L’utero in affitto è una prassi ormai consolidata e legale  in molti paesi e le coppie eterosessuali o omosessuali che vorranno utilizzare lo strumento potranno continuare a farlo.

La scelta del ricorso alla maternità surrogata è una scelta personale ed etica che prescinde e può prescindere dall’esistenza di una norma giuridica.

Le “norme etiche” preesistono e sopravvivono a qualunque norma giuridica.

È’ necessario dare un riconoscimento giuridico a una realtà così rilevante socialmente da non poter più essere ignorata dalla legge.

Non si lasci la tutela giuridica di diritti fondamentali della persona all’alea di interpretazioni giurisprudenziali più o meno «illuminate» sulla maternità surrogata,  sul diritto ad essere genitori e sul preminente interesse dei minori.

Guardiamo ai bisogni dei bambini che ci chiedono di vivere e crescere in un ambiente solido, affettivamente confortante ed in cui chi se ne occupa, al di là dei personali orientamenti sessuali ed etici, sia in grado di  educare e  costruire per loro percorsi di vita sereni e stabili.
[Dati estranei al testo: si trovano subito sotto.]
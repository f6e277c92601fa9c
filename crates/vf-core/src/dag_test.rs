use super::*;
use crate::view::InMemorySources;

fn graph(edges: &[(&str, &[&str])]) -> DependencyGraph {
    let mut graph = DependencyGraph::new();
    for (name, deps) in edges {
        graph.insert(
            ViewName::new(*name),
            deps.iter().map(|d| d.to_string()).collect(),
        );
    }
    graph
}

fn names(order: &[ViewName]) -> Vec<&str> {
    order.iter().map(ViewName::as_str).collect()
}

#[test]
fn test_empty_graph() {
    let graph = DependencyGraph::new();
    assert!(graph.topological_order().unwrap().is_empty());
}

#[test]
fn test_single_node() {
    let graph = graph(&[("only", &[])]);
    assert_eq!(names(&graph.topological_order().unwrap()), vec!["only"]);
}

#[test]
fn test_chain_order() {
    let graph = graph(&[("top", &["mid"]), ("mid", &["base"]), ("base", &[])]);
    assert_eq!(
        names(&graph.topological_order().unwrap()),
        vec!["base", "mid", "top"]
    );
}

#[test]
fn test_ready_nodes_follow_insertion_order() {
    let graph = graph(&[
        ("fct", &["stg_b", "stg_a"]),
        ("stg_b", &[]),
        ("stg_a", &[]),
        ("report", &["fct"]),
    ]);
    assert_eq!(
        names(&graph.topological_order().unwrap()),
        vec!["stg_b", "stg_a", "fct", "report"]
    );
}

#[test]
fn test_dependencies_precede_dependents() {
    let graph = graph(&[
        ("e", &["d", "b"]),
        ("d", &["c"]),
        ("c", &["a"]),
        ("b", &["a"]),
        ("a", &[]),
        ("f", &[]),
    ]);
    let order = graph.topological_order().unwrap();
    assert_eq!(order.len(), graph.len());

    let position = |n: &str| order.iter().position(|v| v == n).unwrap();
    for (view, deps) in graph.iter() {
        for dep in deps {
            assert!(position(dep.as_str()) < position(view.as_str()), "{} before {}", dep, view);
        }
    }
}

#[test]
fn test_dangling_dependency_is_satisfied() {
    let graph = graph(&[("a", &["external_table"]), ("b", &["a"])]);
    assert_eq!(names(&graph.topological_order().unwrap()), vec!["a", "b"]);
}

#[test]
fn test_duplicate_references_do_not_block() {
    let graph = graph(&[("b", &["a", "a"]), ("a", &[])]);
    assert_eq!(names(&graph.topological_order().unwrap()), vec!["a", "b"]);
}

#[test]
fn test_cycle_names_all_nodes() {
    let graph = graph(&[("a", &["b"]), ("b", &["c"]), ("c", &["a"])]);
    let err = graph.topological_order().unwrap_err();
    match &err {
        CoreError::CircularDependency { nodes } => {
            assert_eq!(nodes, &vec!["a".to_string(), "b".to_string(), "c".to_string()]);
        }
        other => panic!("expected cycle error, got {other:?}"),
    }
    let message = err.to_string();
    assert!(message.contains("a, b, c"));
}

#[test]
fn test_cycle_reports_only_unresolved_nodes() {
    let graph = graph(&[("root", &[]), ("x", &["root", "y"]), ("y", &["x"])]);
    match graph.topological_order().unwrap_err() {
        CoreError::CircularDependency { nodes } => assert_eq!(nodes, vec!["x", "y"]),
        other => panic!("expected cycle error, got {other:?}"),
    }
}

#[test]
fn test_self_reference_is_cycle() {
    let graph = graph(&[("loop", &["loop"])]);
    assert!(matches!(
        graph.topological_order(),
        Err(CoreError::CircularDependency { .. })
    ));
}

#[test]
fn test_order_is_repeatable() {
    let graph = graph(&[("c", &["a"]), ("b", &["a"]), ("a", &[])]);
    let first = graph.topological_order().unwrap();
    let second = graph.topological_order().unwrap();
    assert_eq!(first, second);
}

#[test]
fn test_order_for_targets() {
    let graph = graph(&[("top", &["mid"]), ("mid", &["base"]), ("base", &[])]);
    let order = graph
        .order_for(&[ViewName::new("top"), ViewName::new("base")])
        .unwrap();
    assert_eq!(names(&order), vec!["base", "top"]);
}

#[test]
fn test_order_for_fails_on_cycle_outside_targets() {
    let graph = graph(&[("ok", &[]), ("x", &["y"]), ("y", &["x"])]);
    assert!(graph.order_for(&[ViewName::new("ok")]).is_err());
}

#[test]
fn test_reinsert_replaces_dependencies() {
    let mut graph = graph(&[("a", &["b"]), ("b", &[])]);
    graph.insert(ViewName::new("a"), vec![]);
    assert_eq!(graph.dependencies("a"), Some(&[][..]));
    assert_eq!(names(&graph.discovery_order()), vec!["a", "b"]);
}

#[test]
fn test_dependents() {
    let graph = graph(&[("base", &[]), ("mid", &["base"]), ("other", &["base"])]);
    assert_eq!(names(&graph.dependents("base")), vec!["mid", "other"]);
    assert!(graph.dependents("mid").is_empty());
}

#[test]
fn test_from_sources_extracts_refs_and_skips_unreadable() {
    let mut sources = InMemorySources::new();
    let base = sources.insert("views/base.sql", "SELECT 1");
    let mid = sources.insert("views/mid.sql", "SELECT * FROM {{ ref('base') }}");
    let gone = ViewFile::from_path("views/gone.sql").unwrap();

    let graph = DependencyGraph::from_sources(&[base, mid, gone], &sources);
    assert_eq!(graph.len(), 2);
    assert!(!graph.contains("gone"));
    assert_eq!(graph.dependencies("mid"), Some(&["base".to_string()][..]));
}
//! Reference validation against the set of available views

use crate::references::extract_references;
use crate::view::{SourceProvider, ViewFile};
use crate::view_name::ViewName;
use std::collections::HashSet;

/// Names of every view in a file set
pub fn available_names(files: &[ViewFile]) -> HashSet<ViewName> {
    files.iter().map(|f| f.name.clone()).collect()
}

/// Check every `ref()` in `targets` against `available`.
///
/// Returns one message per unknown `(view, reference)` pair, plus one per
/// unreadable file. An empty result means every reference resolves. The
/// registry is deliberately not consulted: it holds synthesized defaults
/// for names that do not exist.
pub fn validate_references(
    targets: &[ViewFile],
    available: &HashSet<ViewName>,
    sources: &dyn SourceProvider,
) -> Vec<String> {
    let mut errors = Vec::new();

    for file in targets {
        let raw = match sources.read_source(&file.path) {
            Ok(raw) => raw,
            Err(e) => {
                errors.push(format!("Error reading {}: {}", file.path.display(), e));
                continue;
            }
        };

        let mut reported = HashSet::new();
        for reference in extract_references(&raw) {
            if !available.contains(reference.as_str()) && reported.insert(reference.clone()) {
                errors.push(format!(
                    "View '{}' references unknown view '{}'",
                    file.name, reference
                ));
            }
        }
    }

    errors
}

#[cfg(test)]
mod tests {
    use super::*;
    use crate::view::InMemorySources;

    fn available(names: &[&str]) -> HashSet<ViewName> {
        names.iter().map(|n| ViewName::new(*n)).collect()
    }

    #[test]
    fn test_unknown_reference_reported_once() {
        let mut sources = InMemorySources::new();
        let file = sources.insert(
            "views/x.sql",
            "SELECT * FROM {{ ref('c') }} JOIN {{ ref('a') }} USING (id) JOIN {{ ref('c') }}",
        );

        let errors = validate_references(&[file], &available(&["a", "b"]), &sources);
        assert_eq!(errors, vec!["View 'x' references unknown view 'c'"]);
    }

    #[test]
    fn test_known_references_are_valid() {
        let mut sources = InMemorySources::new();
        let file = sources.insert("views/x.sql", "SELECT * FROM {{ ref('a') }}, {{ ref(\"b\") }}");

        assert!(validate_references(&[file], &available(&["a", "b"]), &sources).is_empty());
    }

    #[test]
    fn test_every_file_is_checked() {
        let mut sources = InMemorySources::new();
        let one = sources.insert("views/one.sql", "SELECT * FROM {{ ref('ghost') }}");
        let two = sources.insert("views/two.sql", "SELECT * FROM {{ ref('phantom') }}");

        let errors = validate_references(&[one, two], &available(&["one", "two"]), &sources);
        assert_eq!(errors.len(), 2);
        assert!(errors[0].contains("ghost"));
        assert!(errors[1].contains("phantom"));
    }

    #[test]
    fn test_unreadable_file_is_an_error() {
        let sources = InMemorySources::new();
        let file = ViewFile::from_path("views/missing.sql").unwrap();

        let errors = validate_references(&[file], &available(&[]), &sources);
        assert_eq!(errors.len(), 1);
        assert!(errors[0].starts_with("Error reading views/missing.sql"));
    }

    #[test]
    fn test_available_names() {
        let files = vec![
            ViewFile::from_path("v/a.sql").unwrap(),
            ViewFile::from_path("v/sub/b.sql").unwrap(),
        ];
        let names = available_names(&files);
        assert!(names.contains("a"));
        assert!(names.contains("b"));
    }
}
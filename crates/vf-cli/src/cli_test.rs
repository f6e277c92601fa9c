use super::*;
use clap::CommandFactory;

#[test]
fn verify_cli_args() {
    // Validates the entire command tree: short flag conflicts,
    // duplicate args, and other clap definition errors.
    Cli::command().debug_assert();
}

#[test]
fn test_run_defaults() {
    let cli = Cli::try_parse_from(["vf", "run"]).unwrap();
    match cli.command {
        Commands::Run(args) => {
            assert!(!args.dry);
            assert_eq!(args.output, OutputFormat::Text);
            assert!(args.selection.items().is_empty());
        }
        other => panic!("expected run, got {:?}", other),
    }
    assert_eq!(cli.global.project_dir, ".");
    assert!(!cli.global.verbose);
}

#[test]
fn test_run_selection_combines_positional_and_select() {
    let cli = Cli::try_parse_from([
        "vf",
        "run",
        "orders.sql",
        "--select",
        "customers, ,revenue",
        "--dry",
    ])
    .unwrap();
    match cli.command {
        Commands::Run(args) => {
            assert!(args.dry);
            assert_eq!(
                args.selection.items(),
                vec!["orders.sql", "customers", "revenue"]
            );
        }
        other => panic!("expected run, got {:?}", other),
    }
}

#[test]
fn test_dry_run_alias() {
    let cli = Cli::try_parse_from(["vf", "run", "--dry-run"]).unwrap();
    assert!(matches!(cli.command, Commands::Run(RunArgs { dry: true, .. })));
}

#[test]
fn test_global_args_after_subcommand() {
    let cli =
        Cli::try_parse_from(["vf", "deps", "--project-dir", "proj", "-v", "-o", "json"]).unwrap();
    assert_eq!(cli.global.project_dir, "proj");
    assert!(cli.global.verbose);
    assert!(matches!(
        cli.command,
        Commands::Deps(DepsArgs {
            output: OutputFormat::Json,
            ..
        })
    ));
}

#[test]
fn test_unknown_output_format_rejected() {
    assert!(Cli::try_parse_from(["vf", "validate", "--output", "yaml"]).is_err());
}
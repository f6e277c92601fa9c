//! `ref()` resolution against the view registry

use std::sync::{Arc, Mutex};
use vf_core::{Config, ViewRegistry, WarehouseType};

/// Captured warnings from unresolved ref() calls
pub(crate) type WarningCapture = Arc<Mutex<Vec<String>>>;

/// Resolves view names to fully-qualified warehouse identifiers.
///
/// Holds a snapshot of the registry taken when the resolver is built, so
/// it can be moved into a template function.
#[derive(Debug, Clone)]
pub struct RefResolver {
    registry: Arc<ViewRegistry>,
    warehouse_type: WarehouseType,
    default_catalog: String,
    default_schema: String,
    warnings: WarningCapture,
}

impl RefResolver {
    /// Create a resolver over a registry snapshot
    pub fn new(config: &Config, registry: ViewRegistry) -> Self {
        Self {
            registry: Arc::new(registry),
            warehouse_type: config.warehouse.warehouse_type,
            default_catalog: config.warehouse.catalog.clone(),
            default_schema: config.warehouse.schema.clone(),
            warnings: Arc::new(Mutex::new(Vec::new())),
        }
    }

    /// Resolve a view name.
    ///
    /// 1. A catalog override yields `catalog.default_schema.view`, bypassing
    ///    the registry.
    /// 2. A registered view yields its registered name verbatim.
    /// 3. Anything else yields `default_catalog.default_schema.view` and
    ///    records a warning.
    pub fn resolve(&self, view: &str, catalog_override: Option<&str>) -> String {
        if let Some(catalog) = catalog_override {
            return self
                .warehouse_type
                .format_full_name(catalog, &self.default_schema, view);
        }

        if let Some(full_name) = self.registry.get(view) {
            return full_name.to_string();
        }

        let fallback =
            self.warehouse_type
                .format_full_name(&self.default_catalog, &self.default_schema, view);
        let message = format!(
            "Referenced view '{}' not found in registry, using default: {}",
            view, fallback
        );
        log::warn!("{}", message);
        match self.warnings.lock() {
            Ok(mut warnings) => warnings.push(message),
            Err(e) => log::warn!("ref() warning capture poisoned: {}", e),
        }
        fallback
    }

    /// Warnings recorded so far
    pub fn warnings(&self) -> Vec<String> {
        self.warnings
            .lock()
            .map(|w| w.clone())
            .unwrap_or_default()
    }
}
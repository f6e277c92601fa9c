//! Viewforge CLI - deploy templated SQL views in dependency order

use clap::Parser;

mod cli;
mod commands;

use cli::Cli;
use commands::common::ExitCode;
use commands::{compile, deps, run, validate};

/// Install the logger: `warn` by default, `debug` with `--verbose`,
/// `RUST_LOG` overrides both
fn init_logging(verbose: bool) {
    let default_level = if verbose { "debug" } else { "warn" };
    env_logger::Builder::from_env(env_logger::Env::default().default_filter_or(default_level))
        .format_timestamp(None)
        .init();
}

#[tokio::main]
async fn main() {
    let cli = Cli::parse();
    init_logging(cli.global.verbose);

    let result = match &cli.command {
        cli::Commands::Run(args) => run::execute(args, &cli.global).await,
        cli::Commands::Compile(args) => compile::execute(args, &cli.global).await,
        cli::Commands::Deps(args) => deps::execute(args, &cli.global).await,
        cli::Commands::Validate(args) => validate::execute(args, &cli.global).await,
    };

    if let Err(err) = result {
        let code = match err.downcast_ref::<ExitCode>() {
            Some(ExitCode(code)) => *code,
            None => {
                eprintln!("Error: {:#}", err);
                1
            }
        };
        std::process::exit(code);
    }
}
//! CLI command implementations

pub(crate) mod common;
pub(crate) mod compile;
pub(crate) mod deps;
pub(crate) mod run;
pub(crate) mod validate;
//! Strongly-typed view name.

use crate::newtype_string::define_name_type;
use std::path::Path;

define_name_type! {
    /// Logical view identifier: the base filename (stem) of a SQL source.
    pub struct ViewName;
}

impl ViewName {
    /// Derive the view name from a source path's file stem.
    ///
    /// Returns `None` for paths without a non-empty, UTF-8 stem.
    pub fn from_path(path: &Path) -> Option<Self> {
        path.file_stem()
            .and_then(|s| s.to_str())
            .and_then(Self::try_new)
    }
}

#[cfg(test)]
#[path = "view_name_test.rs"]
mod tests;
//! DuckDB warehouse backend implementation

use crate::error::{DbError, DbResult};
use crate::traits::Warehouse;
use async_trait::async_trait;
use duckdb::Connection;
use std::path::Path;
use std::sync::{Mutex, MutexGuard};
use vf_core::sql_utils::quote_ident;

/// DuckDB warehouse backend
pub struct DuckDbWarehouse {
    conn: Mutex<Connection>,
}

impl DuckDbWarehouse {
    /// Create a new in-memory DuckDB connection
    pub fn in_memory() -> DbResult<Self> {
        let conn =
            Connection::open_in_memory().map_err(|e| DbError::ConnectionError(e.to_string()))?;
        Ok(Self {
            conn: Mutex::new(conn),
        })
    }

    /// Create a new DuckDB connection from a file path
    pub fn from_path(path: &Path) -> DbResult<Self> {
        let conn = Connection::open(path).map_err(|e| DbError::ConnectionError(e.to_string()))?;
        Ok(Self {
            conn: Mutex::new(conn),
        })
    }

    /// Create from path string (handles :memory: special case)
    pub fn new(path: &str) -> DbResult<Self> {
        if path == ":memory:" {
            Self::in_memory()
        } else {
            Self::from_path(Path::new(path))
        }
    }

    fn lock(&self) -> DbResult<MutexGuard<'_, Connection>> {
        self.conn
            .lock()
            .map_err(|e| DbError::MutexPoisoned(e.to_string()))
    }

    fn execute_sync(&self, sql: &str) -> DbResult<()> {
        let conn = self.lock()?;
        conn.execute(sql, []).map_err(DbError::from)?;
        Ok(())
    }
}

#[async_trait]
impl Warehouse for DuckDbWarehouse {
    async fn execute(&self, sql: &str) -> DbResult<()> {
        self.execute_sync(sql)
    }

    async fn create_schema_if_not_exists(
        &self,
        catalog: Option<&str>,
        schema: &str,
    ) -> DbResult<()> {
        let qualified = match catalog {
            Some(catalog) => format!("{}.{}", quote_ident(catalog), quote_ident(schema)),
            None => quote_ident(schema),
        };
        self.execute_sync(&format!("CREATE SCHEMA IF NOT EXISTS {}", qualified))
    }

    fn warehouse_type(&self) -> &'static str {
        "duckdb"
    }
}

#[cfg(test)]
#[path = "duckdb_test.rs"]
mod tests;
L’ “adeguatezza genitoriale” presuppone la presenza necessaria di funzioni e responsabilità specifiche che possono e devono dipendere solo ed esclusivamente dalle capacità “umane” di chi se ne occupa e di chi con amore e dedizione li cresce.

Il Paese aspetta una legge che si adegui ai tempi, alla sostanza delle attuali formazioni sociali ed a ciò che ne costituisce la logica conseguenza, al di là dei personali orientamenti etici o morali e delle scelte di vita di ognuno.